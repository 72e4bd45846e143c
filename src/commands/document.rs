// Input, rendering and export plumbing shared by `summarize` and `rewrite`.

use std::fs;
use std::io::Read;
use std::path::{Path, PathBuf};

use clap::{Args, ValueEnum};
use serde::Serialize;
use serde_json::json;
use tracing::{info, warn};

use crate::app::Runtime;
use crate::errors::CliError;
use crate::export::{self, ExportKind};
use crate::format::{self, Document};
use crate::parse::response::format_usage_line;
use crate::spinner;
use crate::views::document::{DocumentTool, DocumentView};

#[derive(Debug, Args)]
pub struct InputArgs {
    /// Text to work on
    pub text: Option<String>,
    /// Read the text from stdin
    #[arg(long, conflicts_with_all = ["text", "file"])]
    pub stdin: bool,
    /// Read the text from a file
    #[arg(long, value_name = "PATH", conflicts_with = "text")]
    pub file: Option<PathBuf>,
}

#[derive(Debug, Clone, Copy, Default, PartialEq, Eq, ValueEnum)]
pub enum RenderFormat {
    /// Styled for the terminal
    #[default]
    Terminal,
    /// HTML fragment
    Html,
    /// Markup stripped
    Plain,
    /// The model's text untouched
    Raw,
}

#[derive(Debug, Args)]
pub struct OutputArgs {
    #[arg(long, value_enum, default_value_t = RenderFormat::Terminal)]
    pub format: RenderFormat,
    /// Also write the answer to a file; repeat for several formats
    #[arg(long = "export", value_enum)]
    pub exports: Vec<ExportKind>,
    /// Where exported files go
    #[arg(long = "out-dir", value_name = "DIR", default_value = ".")]
    pub out_dir: PathBuf,
    /// Open exported files with the system viewer
    #[arg(long)]
    pub open: bool,
}

pub fn resolve_input<R: Read>(args: &InputArgs, mut stdin: R) -> Result<String, CliError> {
    if args.stdin {
        let mut input = String::new();
        stdin
            .read_to_string(&mut input)
            .map_err(|e| CliError::Generic(format!("Failed reading stdin: {e}")))?;
        return Ok(input);
    }

    if let Some(path) = &args.file {
        return fs::read_to_string(path).map_err(|e| {
            CliError::Usage(format!("Failed reading {}: {e}", path.display()))
        });
    }

    Ok(args.text.clone().unwrap_or_default())
}

pub fn render(doc: &Document, raw: &str, format: RenderFormat, interactive: bool) -> String {
    match format {
        RenderFormat::Terminal if interactive => format::to_terminal(doc),
        RenderFormat::Terminal | RenderFormat::Plain => format::to_plain(doc),
        RenderFormat::Html => format::to_html(doc),
        RenderFormat::Raw => raw.to_string(),
    }
}

pub async fn run(
    runtime: &Runtime,
    tool: DocumentTool,
    input: String,
    output: &OutputArgs,
) -> Result<(), CliError> {
    let mut view = DocumentView::new(tool, input);
    let messages = view.begin()?;
    let api = runtime.api_client()?;

    let spinner = spinner::start(&runtime.output, tool.progress_label());
    let result = api.complete(&messages).await;
    if let Some(spinner) = spinner {
        spinner.stop().await;
    }

    let (usage_line, model, usage) = result
        .as_ref()
        .map(|c| (format_usage_line(c), c.model.clone(), c.usage.clone()))
        .unwrap_or_default();
    let content = match view.finish(result) {
        Ok(content) => content.to_string(),
        Err(err) => {
            runtime.output.print_stderr(tool.failure_notice());
            return Err(err);
        }
    };
    let doc = view.document().unwrap_or_default();

    // The answer goes out before any file is written.
    if !runtime.output.json {
        let interactive = runtime.output.is_interactive();
        runtime
            .output
            .print_human(&render(&doc, &content, output.format, interactive));
    }
    let report = export_all(&doc, tool, &output.exports, &output.out_dir);

    if runtime.output.json {
        let written: Vec<&PathBuf> = report.written.iter().map(|(_, path)| path).collect();
        runtime.output.print_json(&json!({
            "ok": report.failed.is_empty(),
            "content": content,
            "plain": format::to_plain(&doc),
            "model": model,
            "usage": usage,
            "exports": written,
            "exportErrors": report.failed,
        }))?;
    } else {
        for (kind, path) in &report.written {
            runtime
                .output
                .print_stderr(&format!("{} saved: {}", kind.label(), path.display()));
        }
    }
    runtime.output.print_verbose(&usage_line);

    if output.open {
        for (_, path) in &report.written {
            open::that(path).map_err(|e| {
                CliError::Generic(format!("Failed to open {}: {e}", path.display()))
            })?;
        }
    }

    if runtime.output.json || report.failed.is_empty() {
        return Ok(());
    }
    let details = report
        .failed
        .iter()
        .map(|f| format!("{}: {}", f.format, f.error))
        .collect::<Vec<_>>()
        .join("; ");
    Err(CliError::Generic(format!(
        "There was an error generating your document ({details})"
    )))
}

#[derive(Debug, Serialize)]
struct ExportFailure {
    format: &'static str,
    error: String,
}

#[derive(Debug, Default)]
struct ExportReport {
    written: Vec<(ExportKind, PathBuf)>,
    failed: Vec<ExportFailure>,
}

/// Tries every requested kind; one failure does not stop the others.
fn export_all(
    doc: &Document,
    tool: DocumentTool,
    kinds: &[ExportKind],
    out_dir: &Path,
) -> ExportReport {
    let meta = tool.export_meta();
    let mut report = ExportReport::default();
    for kind in kinds {
        match export::export_document(doc, *kind, &meta, out_dir) {
            Ok(path) => report.written.push((*kind, path)),
            Err(err) => {
                warn!(kind = kind.extension(), error = %err, "export failed");
                report.failed.push(ExportFailure {
                    format: kind.extension(),
                    error: err.to_string(),
                });
            }
        }
    }
    if !report.written.is_empty() {
        info!(count = report.written.len(), "exports written");
    }
    report
}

-------------------------

Using the entries above, give back exactly the line containing "let mut input = String::new();", the line containing "RenderFormat::Terminal if interactive", and every line between them, and nothing else.

        let mut input = String::new();
        stdin
            .read_to_string(&mut input)
            .map_err(|e| CliError::Generic(format!("Failed reading stdin: {e}")))?;
        return Ok(input);
    }

    if let Some(path) = &args.file {
        return fs::read_to_string(path).map_err(|e| {
            CliError::Usage(format!("Failed reading {}: {e}", path.display()))
        });
    }

    Ok(args.text.clone().unwrap_or_default())
}

pub fn render(doc: &Document, raw: &str, format: RenderFormat, interactive: bool) -> String {
    match format {
        RenderFormat::Terminal if interactive => format::to_terminal(doc),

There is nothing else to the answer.